EXERCISE PROMPT:
Filter the entries below down to the lines that hold "used".

(Collected data entries)
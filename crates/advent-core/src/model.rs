//! Core data model: puzzle identity, parts, and guess records.

use chrono::{DateTime, Utc};
use serde::{Deserialize, Serialize};
use sha2::{Digest, Sha256};
use std::fmt;
use thiserror::Error;

use crate::classify::Verdict;

/// Puzzle part. The site calls these "level 1" and "level 2" on the wire.
#[derive(Debug, Clone, Copy, PartialEq, Eq, Hash, Serialize, Deserialize)]
pub enum Part {
    A,
    B,
}

impl Part {
    /// Wire value used in the answer POST form.
    pub fn level(&self) -> u8 {
        match self {
            Part::A => 1,
            Part::B => 2,
        }
    }

    pub fn parse(s: &str) -> Option<Part> {
        match s.trim().to_lowercase().as_str() {
            "a" | "1" => Some(Part::A),
            "b" | "2" => Some(Part::B),
            _ => None,
        }
    }
}

impl fmt::Display for Part {
    fn fmt(&self, f: &mut fmt::Formatter<'_>) -> fmt::Result {
        match self {
            Part::A => write!(f, "a"),
            Part::B => write!(f, "b"),
        }
    }
}

#[derive(Debug, Error, PartialEq, Eq)]
pub enum IdentityError {
    #[error("year {0} is before the first event (2015)")]
    YearOutOfRange(u16),

    #[error("day {0} is outside 1..=25")]
    DayOutOfRange(u8),
}

/// Immutable address of one puzzle-answer slot: (year, day, part, user).
///
/// `user` is an opaque token digest produced by [`user_id`]; two sessions for
/// the same account share it, so their ledgers merge.
#[derive(Debug, Clone, PartialEq, Eq, Hash, Serialize, Deserialize)]
pub struct PuzzleId {
    pub year: u16,
    pub day: u8,
    pub part: Part,
    pub user: String,
}

impl PuzzleId {
    pub fn new(year: u16, day: u8, part: Part, user: impl Into<String>) -> Result<Self, IdentityError> {
        if year < 2015 {
            return Err(IdentityError::YearOutOfRange(year));
        }
        if day == 0 || day > 25 {
            return Err(IdentityError::DayOutOfRange(day));
        }
        Ok(Self {
            year,
            day,
            part,
            user: user.into(),
        })
    }

    /// Same puzzle, other part. Input and prose are shared across parts.
    pub fn sibling(&self, part: Part) -> PuzzleId {
        PuzzleId {
            part,
            ..self.clone()
        }
    }
}

impl fmt::Display for PuzzleId {
    fn fmt(&self, f: &mut fmt::Formatter<'_>) -> fmt::Result {
        write!(f, "{}/{:02}{} ({})", self.year, self.day, self.part, self.user)
    }
}

/// Stable, opaque, loggable identifier for a session token.
pub fn user_id(session_token: &str) -> String {
    let hash = Sha256::digest(session_token.trim().as_bytes());
    hex::encode(hash)[..10].to_string()
}

/// One submitted guess and its classified verdict. Append-only per identity.
#[derive(Debug, Clone, PartialEq, Eq, Serialize, Deserialize)]
pub struct GuessRecord {
    pub value: String,
    pub verdict: Verdict,
    pub raw_message: String,
    pub submitted_at: DateTime<Utc>,
}

/// Canonical form used for equality and duplicate interception: surrounding
/// whitespace is not significant.
pub fn canonicalize(value: &str) -> String {
    value.trim().to_string()
}

/// Integer reading of a canonicalized value, when the whole string parses.
/// Bound arithmetic only applies to values where this is `Some`.
pub fn as_numeric(value: &str) -> Option<i64> {
    value.trim().parse::<i64>().ok()
}

/// Equality under canonicalization: integer semantics when both sides parse,
/// exact string comparison otherwise.
pub fn values_equal(a: &str, b: &str) -> bool {
    match (as_numeric(a), as_numeric(b)) {
        (Some(x), Some(y)) => x == y,
        _ => canonicalize(a) == canonicalize(b),
    }
}

/// Storage key for a value: the `i64` rendering when it parses as an
/// integer (so "042" and "42" collide), the trimmed string otherwise.
pub fn canonical_key(value: &str) -> String {
    match as_numeric(value) {
        Some(n) => n.to_string(),
        None => canonicalize(value),
    }
}

#[cfg(test)]
mod tests {
    use super::*;

    #[test]
    fn puzzle_id_validates_ranges() {
        assert!(PuzzleId::new(2015, 1, Part::A, "u").is_ok());
        assert!(PuzzleId::new(2025, 25, Part::B, "u").is_ok());
        assert_eq!(
            PuzzleId::new(2014, 1, Part::A, "u"),
            Err(IdentityError::YearOutOfRange(2014))
        );
        assert_eq!(
            PuzzleId::new(2020, 0, Part::A, "u"),
            Err(IdentityError::DayOutOfRange(0))
        );
        assert_eq!(
            PuzzleId::new(2020, 26, Part::A, "u"),
            Err(IdentityError::DayOutOfRange(26))
        );
    }

    #[test]
    fn user_id_is_stable_and_short() {
        let a = user_id("53616c7465645f5f");
        let b = user_id("  53616c7465645f5f  ");
        assert_eq!(a, b);
        assert_eq!(a.len(), 10);
        assert_ne!(a, user_id("other-token"));
    }

    #[test]
    fn canonicalization_trims_whitespace_only() {
        assert_eq!(canonicalize("  1300 \n"), "1300");
        assert_eq!(canonicalize("a b"), "a b");
    }

    #[test]
    fn canonical_key_collapses_integer_forms() {
        assert_eq!(canonical_key("042"), "42");
        assert_eq!(canonical_key(" -7 "), "-7");
        assert_eq!(canonical_key(" abc "), "abc");
    }

    #[test]
    fn values_compare_as_integers_when_both_parse() {
        assert!(values_equal("042", "42"));
        assert!(values_equal(" 42", "42 "));
        assert!(!values_equal("42", "43"));
        // Mixed domains fall back to exact string equality
        assert!(!values_equal("042", "4x2"));
        assert!(values_equal("abc ", " abc"));
    }
}
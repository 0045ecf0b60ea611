use crate::cli::args::RunArgs;
use crate::exit_codes;
use advent_core::report::print_summary;
use advent_core::resolve;
use advent_core::runner::{
    dataset_for, example_dataset_for, RunConfig, Runner, Solver, SolverRegistry,
};
use advent_core::submit::SubmitController;
use advent_core::transport::HttpTransport;
use anyhow::{bail, Context};
use std::collections::HashSet;
use std::io::Write;
use std::process::{Command, Stdio};
use std::sync::Arc;
use std::time::Duration;

/// Bridge to an external solver process: `<cmd> <year> <day>` with the input
/// on stdin, answers on the first two stdout lines ("-" for none).
struct CommandSolver {
    program: String,
}

impl Solver for CommandSolver {
    fn solve(
        &self,
        year: u16,
        day: u8,
        input: &str,
    ) -> anyhow::Result<(Option<String>, Option<String>)> {
        let mut child = Command::new(&self.program)
            .arg(year.to_string())
            .arg(day.to_string())
            .stdin(Stdio::piped())
            .stdout(Stdio::piped())
            .stderr(Stdio::null())
            .spawn()
            .with_context(|| format!("failed to spawn solver {:?}", self.program))?;
        child
            .stdin
            .take()
            .context("solver stdin unavailable")?
            .write_all(input.as_bytes())?;
        let output = child.wait_with_output()?;
        if !output.status.success() {
            bail!("solver {:?} exited with {}", self.program, output.status);
        }
        let stdout = String::from_utf8_lossy(&output.stdout);
        let mut lines = stdout.lines().map(str::trim).filter(|l| !l.is_empty());
        Ok((parse_answer(lines.next()), parse_answer(lines.next())))
    }
}

fn parse_answer(line: Option<&str>) -> Option<String> {
    match line {
        None | Some("-") | Some("") => None,
        Some(s) => Some(s.to_string()),
    }
}

pub async fn run(args: RunArgs) -> anyhow::Result<i32> {
    if args.example && args.check {
        bail!("--check cannot be combined with --example: example answers are never submitted");
    }

    let primary = resolve::resolve_session(args.common.session.clone())?;
    let mut sessions = vec![primary.clone()];
    if let Some(path) = &args.tokens {
        sessions.extend(resolve::load_tokens(path)?);
    }
    let mut seen = HashSet::new();
    sessions.retain(|s| seen.insert(s.user.clone()));

    let (year, day) = resolve::resolve_puzzle_date(args.common.year, args.common.day)?;
    let (ledger, cache) = super::open_stores(&args.common)?;

    let mut transport = HttpTransport::new(&primary.token)?;
    for session in &sessions[1..] {
        transport.add_session(&session.token);
    }
    let transport: Arc<HttpTransport> = Arc::new(transport);

    let mut datasets = Vec::new();
    for session in &sessions {
        if args.example {
            match example_dataset_for(&cache, transport.as_ref(), &session.user, year, day).await? {
                Some(ds) => datasets.push(ds),
                None => {
                    tracing::warn!(user = %session.user, "no example found in prose, skipping");
                }
            }
        } else {
            datasets
                .push(dataset_for(&cache, &ledger, transport.as_ref(), &session.user, year, day).await?);
        }
    }
    if datasets.is_empty() {
        bail!("no datasets to run");
    }

    let mut registry = SolverRegistry::new();
    registry.register(
        "command",
        Arc::new(CommandSolver {
            program: args.solver_cmd.clone(),
        }),
    );

    let mut runner = Runner::new(registry);
    if args.check {
        runner = runner.with_controller(Arc::new(SubmitController::new(
            ledger.clone(),
            cache.clone(),
            transport.clone(),
        )));
    }

    let cfg = RunConfig {
        timeout: Duration::from_secs(args.timeout),
        parallel: args.parallel,
        check: args.check,
    };
    let rows = runner.run("command", datasets, &cfg).await?;
    print_summary(&rows, args.quiet);

    let code = if rows.iter().any(|r| r.is_failure()) {
        exit_codes::FAILED
    } else {
        exit_codes::OK
    };
    Ok(code)
}
//! GuessLedger: SQLite-backed, append-only guess history per puzzle identity.
//!
//! The ledger is the only defense against re-submitting a guess the server
//! has already judged, so every write commits before the call returns:
//! `synchronous=FULL`, explicit transactions, no buffering.

pub mod schema;

use crate::bounds::Bounds;
use crate::classify::Verdict;
use crate::model::{canonical_key, GuessRecord, PuzzleId};
use chrono::{DateTime, Utc};
use rusqlite::{params, Connection, OptionalExtension};
use schema::LEDGER_SCHEMA;
use std::path::Path;
use std::sync::{Arc, Mutex};
use thiserror::Error;

#[derive(Debug, Error, PartialEq, Eq)]
pub enum LedgerError {
    #[error("guess {value:?} already recorded for {id}")]
    DuplicateGuess { id: String, value: String },

    #[error("conflicting correct answer for {id}: stored {existing:?}, refusing to overwrite with {new:?}")]
    AnswerConflict {
        id: String,
        existing: String,
        new: String,
    },

    #[error("verdict {0:?} does not represent a judged guess")]
    UnrecordableVerdict(&'static str),

    #[error("database error: {0}")]
    Database(String),
}

impl From<rusqlite::Error> for LedgerError {
    fn from(e: rusqlite::Error) -> Self {
        LedgerError::Database(e.to_string())
    }
}

/// SQLite-backed guess ledger. Cheap to clone; clones share one connection.
#[derive(Clone)]
pub struct GuessLedger {
    conn: Arc<Mutex<Connection>>,
}

impl GuessLedger {
    /// Open a file-backed ledger, creating the schema if needed.
    pub fn open(path: &Path) -> Result<Self, LedgerError> {
        let conn = Connection::open(path)?;
        Self::init_connection(&conn)?;
        Ok(Self {
            conn: Arc::new(Mutex::new(conn)),
        })
    }

    /// In-memory ledger (for testing).
    pub fn memory() -> Result<Self, LedgerError> {
        let conn = Connection::open_in_memory()?;
        Self::init_connection(&conn)?;
        Ok(Self {
            conn: Arc::new(Mutex::new(conn)),
        })
    }

    fn init_connection(conn: &Connection) -> Result<(), LedgerError> {
        // WAL is a no-op for in-memory DBs; FULL sync makes commits durable
        // before control returns to the caller. Racing writers wait on the
        // busy handler instead of failing fast.
        let _ = conn.execute("PRAGMA journal_mode = WAL", []);
        conn.execute("PRAGMA synchronous = FULL", [])?;
        conn.busy_timeout(std::time::Duration::from_secs(5))?;
        conn.execute_batch(LEDGER_SCHEMA)?;
        Ok(())
    }

    /// Append a guess record. Fails with `DuplicateGuess` if the
    /// canonicalized value already has a record for this identity; callers
    /// are expected to `lookup` first and treat this as a logic error.
    pub fn record(
        &self,
        id: &PuzzleId,
        value: &str,
        verdict: Verdict,
        raw_message: &str,
    ) -> Result<GuessRecord, LedgerError> {
        if !verdict.is_recordable() {
            return Err(LedgerError::UnrecordableVerdict(verdict.code()));
        }
        let key = canonical_key(value);
        let conn = self.conn.lock().unwrap();

        // BEGIN IMMEDIATE acquires the write lock up front so the
        // check-then-insert below is atomic across connections.
        conn.execute("BEGIN IMMEDIATE", [])?;
        let result = Self::record_inner(&conn, id, &key, verdict, raw_message);
        match &result {
            Ok(_) => {
                conn.execute("COMMIT", [])?;
            }
            Err(_) => {
                let _ = conn.execute("ROLLBACK", []);
            }
        }
        result
    }

    fn record_inner(
        conn: &Connection,
        id: &PuzzleId,
        key: &str,
        verdict: Verdict,
        raw_message: &str,
    ) -> Result<GuessRecord, LedgerError> {
        let submitted_at = Utc::now();
        let inserted = conn.execute(
            r#"
            INSERT INTO guesses (year, day, part, user, value, verdict, raw_message, submitted_at)
            VALUES (?1, ?2, ?3, ?4, ?5, ?6, ?7, ?8)
            ON CONFLICT(year, day, part, user, value) DO NOTHING
            "#,
            params![
                id.year,
                id.day,
                id.part.to_string(),
                id.user,
                key,
                verdict.code(),
                raw_message,
                submitted_at.to_rfc3339(),
            ],
        )?;
        if inserted == 0 {
            return Err(LedgerError::DuplicateGuess {
                id: id.to_string(),
                value: key.to_string(),
            });
        }
        tracing::debug!(%id, value = %key, verdict = verdict.code(), "recorded guess");
        Ok(GuessRecord {
            value: key.to_string(),
            verdict,
            raw_message: raw_message.to_string(),
            submitted_at,
        })
    }

    /// The existing record for this canonicalized value, if any.
    pub fn lookup(&self, id: &PuzzleId, value: &str) -> Result<Option<GuessRecord>, LedgerError> {
        let key = canonical_key(value);
        let conn = self.conn.lock().unwrap();
        let row = conn
            .query_row(
                r#"
                SELECT value, verdict, raw_message, submitted_at FROM guesses
                WHERE year = ?1 AND day = ?2 AND part = ?3 AND user = ?4 AND value = ?5
                "#,
                params![id.year, id.day, id.part.to_string(), id.user, key],
                row_to_record,
            )
            .optional()?;
        Ok(row)
    }

    /// Insertion-ordered guess history for one identity.
    pub fn guesses(&self, id: &PuzzleId) -> Result<Vec<GuessRecord>, LedgerError> {
        let conn = self.conn.lock().unwrap();
        let mut stmt = conn.prepare(
            r#"
            SELECT value, verdict, raw_message, submitted_at FROM guesses
            WHERE year = ?1 AND day = ?2 AND part = ?3 AND user = ?4
            ORDER BY id
            "#,
        )?;
        let rows = stmt.query_map(
            params![id.year, id.day, id.part.to_string(), id.user],
            row_to_record,
        )?;
        let mut out = Vec::new();
        for r in rows {
            out.push(r?);
        }
        Ok(out)
    }

    /// Feasibility window derived from this identity's directional verdicts.
    pub fn bounds(&self, id: &PuzzleId) -> Result<Bounds, LedgerError> {
        Ok(Bounds::derive(&self.guesses(id)?))
    }

    /// Set the identity's correct answer. Idempotent for the same value;
    /// a different stored answer is a data-integrity violation and aborts.
    pub fn mark_correct(&self, id: &PuzzleId, value: &str) -> Result<(), LedgerError> {
        let key = canonical_key(value);
        let conn = self.conn.lock().unwrap();

        conn.execute("BEGIN IMMEDIATE", [])?;
        let result = Self::mark_correct_inner(&conn, id, &key);
        match &result {
            Ok(_) => {
                conn.execute("COMMIT", [])?;
            }
            Err(_) => {
                let _ = conn.execute("ROLLBACK", []);
            }
        }
        result
    }

    fn mark_correct_inner(conn: &Connection, id: &PuzzleId, key: &str) -> Result<(), LedgerError> {
        let existing: Option<String> = conn
            .query_row(
                "SELECT value FROM answers WHERE year = ?1 AND day = ?2 AND part = ?3 AND user = ?4",
                params![id.year, id.day, id.part.to_string(), id.user],
                |row| row.get(0),
            )
            .optional()?;

        if let Some(existing) = existing {
            if existing == key {
                return Ok(());
            }
            return Err(LedgerError::AnswerConflict {
                id: id.to_string(),
                existing,
                new: key.to_string(),
            });
        }

        conn.execute(
            r#"
            INSERT INTO answers (year, day, part, user, value, recorded_at)
            VALUES (?1, ?2, ?3, ?4, ?5, ?6)
            "#,
            params![
                id.year,
                id.day,
                id.part.to_string(),
                id.user,
                key,
                Utc::now().to_rfc3339(),
            ],
        )?;
        tracing::info!(%id, answer = %key, "recorded correct answer");
        Ok(())
    }

    /// The stored correct answer, if known.
    pub fn correct_answer(&self, id: &PuzzleId) -> Result<Option<String>, LedgerError> {
        let conn = self.conn.lock().unwrap();
        let value: Option<String> = conn
            .query_row(
                "SELECT value FROM answers WHERE year = ?1 AND day = ?2 AND part = ?3 AND user = ?4",
                params![id.year, id.day, id.part.to_string(), id.user],
                |row| row.get(0),
            )
            .optional()?;
        Ok(value)
    }
}

fn row_to_record(row: &rusqlite::Row<'_>) -> rusqlite::Result<GuessRecord> {
    let verdict_code: String = row.get(1)?;
    let submitted_at: String = row.get(3)?;
    Ok(GuessRecord {
        value: row.get(0)?,
        verdict: Verdict::parse_code(&verdict_code).unwrap_or(Verdict::Incorrect),
        raw_message: row.get(2)?,
        submitted_at: DateTime::parse_from_rfc3339(&submitted_at)
            .map(|dt| dt.with_timezone(&Utc))
            .unwrap_or_else(|_| Utc::now()),
    })
}

#[cfg(test)]
mod tests {
    use super::*;
    use crate::model::Part;

    fn id() -> PuzzleId {
        PuzzleId::new(2015, 24, Part::A, "u1").unwrap()
    }

    // === Record / lookup ===

    #[test]
    fn record_then_lookup_round_trips() {
        let ledger = GuessLedger::memory().unwrap();
        ledger
            .record(&id(), "1300", Verdict::TooHigh, "too high")
            .unwrap();

        let rec = ledger.lookup(&id(), "1300").unwrap().unwrap();
        assert_eq!(rec.value, "1300");
        assert_eq!(rec.verdict, Verdict::TooHigh);
        assert_eq!(rec.raw_message, "too high");
    }

    #[test]
    fn lookup_uses_canonicalized_values() {
        let ledger = GuessLedger::memory().unwrap();
        ledger
            .record(&id(), " 42 ", Verdict::Incorrect, "wrong")
            .unwrap();

        assert!(ledger.lookup(&id(), "42").unwrap().is_some());
        assert!(ledger.lookup(&id(), "042").unwrap().is_some());
        assert!(ledger.lookup(&id(), "43").unwrap().is_none());
    }

    #[test]
    fn duplicate_record_is_rejected() {
        let ledger = GuessLedger::memory().unwrap();
        ledger
            .record(&id(), "42", Verdict::Incorrect, "wrong")
            .unwrap();

        let err = ledger
            .record(&id(), "  42", Verdict::Incorrect, "wrong again")
            .unwrap_err();
        assert!(matches!(err, LedgerError::DuplicateGuess { value, .. } if value == "42"));

        // History still holds exactly one record
        assert_eq!(ledger.guesses(&id()).unwrap().len(), 1);
    }

    #[test]
    fn records_are_scoped_to_identity() {
        let ledger = GuessLedger::memory().unwrap();
        let other_part = id().sibling(Part::B);
        let other_user = PuzzleId::new(2015, 24, Part::A, "u2").unwrap();

        ledger
            .record(&id(), "42", Verdict::Incorrect, "wrong")
            .unwrap();

        assert!(ledger.lookup(&other_part, "42").unwrap().is_none());
        assert!(ledger.lookup(&other_user, "42").unwrap().is_none());
    }

    #[test]
    fn guesses_preserve_insertion_order() {
        let ledger = GuessLedger::memory().unwrap();
        for (v, verdict) in [
            ("10", Verdict::TooLow),
            ("30", Verdict::TooHigh),
            ("20", Verdict::Incorrect),
        ] {
            ledger.record(&id(), v, verdict, "msg").unwrap();
        }
        let values: Vec<String> = ledger
            .guesses(&id())
            .unwrap()
            .into_iter()
            .map(|r| r.value)
            .collect();
        assert_eq!(values, ["10", "30", "20"]);
    }

    #[test]
    fn rate_limited_verdicts_are_not_recordable() {
        let ledger = GuessLedger::memory().unwrap();
        let err = ledger
            .record(
                &id(),
                "5",
                Verdict::RateLimited { wait_secs: 45 },
                "too recently",
            )
            .unwrap_err();
        assert!(matches!(err, LedgerError::UnrecordableVerdict(_)));
        assert!(ledger.guesses(&id()).unwrap().is_empty());
    }

    // === Correct answers ===

    #[test]
    fn mark_correct_round_trips_and_is_idempotent() {
        let ledger = GuessLedger::memory().unwrap();
        assert_eq!(ledger.correct_answer(&id()).unwrap(), None);

        ledger.mark_correct(&id(), "42").unwrap();
        ledger.mark_correct(&id(), " 42 ").unwrap();
        assert_eq!(ledger.correct_answer(&id()).unwrap(), Some("42".into()));
    }

    #[test]
    fn conflicting_answer_aborts_instead_of_overwriting() {
        let ledger = GuessLedger::memory().unwrap();
        ledger.mark_correct(&id(), "42").unwrap();

        let err = ledger.mark_correct(&id(), "43").unwrap_err();
        assert!(matches!(
            err,
            LedgerError::AnswerConflict { existing, new, .. }
                if existing == "42" && new == "43"
        ));
        assert_eq!(ledger.correct_answer(&id()).unwrap(), Some("42".into()));
    }

    // === Bounds derivation ===

    #[test]
    fn bounds_reflect_directional_history() {
        let ledger = GuessLedger::memory().unwrap();
        ledger
            .record(&id(), "100", Verdict::TooLow, "too low")
            .unwrap();
        ledger
            .record(&id(), "1300", Verdict::TooHigh, "too high")
            .unwrap();

        let bounds = ledger.bounds(&id()).unwrap();
        assert_eq!(bounds.lower_exclusive, Some(100));
        assert_eq!(bounds.upper_exclusive, Some(1300));
        assert!(bounds.is_feasible("500"));
        assert!(!bounds.is_feasible("1400"));
    }
}
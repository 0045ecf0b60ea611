//! Process exit codes.

/// Everything succeeded (accepted, already solved, or all datasets passed).
pub const OK: i32 = 0;

/// The work ran but the result is negative: rejected guess, rate limit,
/// failing or timed-out datasets.
pub const FAILED: i32 = 1;

/// Bad arguments, missing credentials, unreadable store.
pub const CONFIG_ERROR: i32 = 2;
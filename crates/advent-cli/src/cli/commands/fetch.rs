use crate::cli::args::FetchArgs;
use crate::exit_codes;
use advent_core::model::{Part, PuzzleId};
use advent_core::resolve;
use advent_core::transport::HttpTransport;

pub async fn run(args: FetchArgs) -> anyhow::Result<i32> {
    let session = resolve::resolve_session(args.common.session.clone())?;
    let (year, day) = resolve::resolve_puzzle_date(args.common.year, args.common.day)?;
    let id = PuzzleId::new(year, day, Part::A, session.user.clone())?;

    let (_ledger, cache) = super::open_stores(&args.common)?;
    let transport = HttpTransport::new(&session.token)?;

    let input = cache.fetch_input(&id, &transport).await?;
    let prose = cache.fetch_prose(&id, &transport).await?;
    println!(
        "{}/{:02}: input {} bytes, prose {} bytes (cached)",
        year,
        day,
        input.len(),
        prose.len()
    );
    Ok(exit_codes::OK)
}
use assert_cmd::Command;
use predicates::prelude::*;

fn advent() -> Command {
    Command::cargo_bin("advent").unwrap()
}

#[test]
fn guesses_on_fresh_store_reports_empty_history() {
    let dir = tempfile::tempdir().unwrap();
    let db = dir.path().join("store.db");

    advent()
        .args(["guesses", "--part", "a", "--year", "2015", "--day", "1"])
        .args(["--db", db.to_str().unwrap()])
        .args(["--session", "test-token"])
        .assert()
        .success()
        .stdout(predicate::str::contains("no guesses recorded"));
}

#[test]
fn invalid_part_is_a_config_error() {
    let dir = tempfile::tempdir().unwrap();
    let db = dir.path().join("store.db");

    advent()
        .args(["guesses", "--part", "c", "--year", "2015", "--day", "1"])
        .args(["--db", db.to_str().unwrap()])
        .args(["--session", "test-token"])
        .assert()
        .code(2)
        .stderr(predicate::str::contains("invalid part"));
}

#[test]
fn missing_session_is_a_config_error() {
    let dir = tempfile::tempdir().unwrap();
    let db = dir.path().join("store.db");

    advent()
        .args(["guesses", "--year", "2015", "--day", "1"])
        .args(["--db", db.to_str().unwrap()])
        .env_remove("AOC_SESSION")
        .assert()
        .code(2)
        .stderr(predicate::str::contains("AOC_SESSION"));
}

#[test]
fn check_and_example_are_mutually_exclusive() {
    advent()
        .args(["run", "--solver-cmd", "true", "--example", "--check"])
        .args(["--session", "test-token", "--year", "2015", "--day", "1"])
        .assert()
        .code(2)
        .stderr(predicate::str::contains("--example"));
}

ANSWER SECTION:
    /// Wire value used in the answer POST form.
/// Canonical form used for equality and duplicate interception: surrounding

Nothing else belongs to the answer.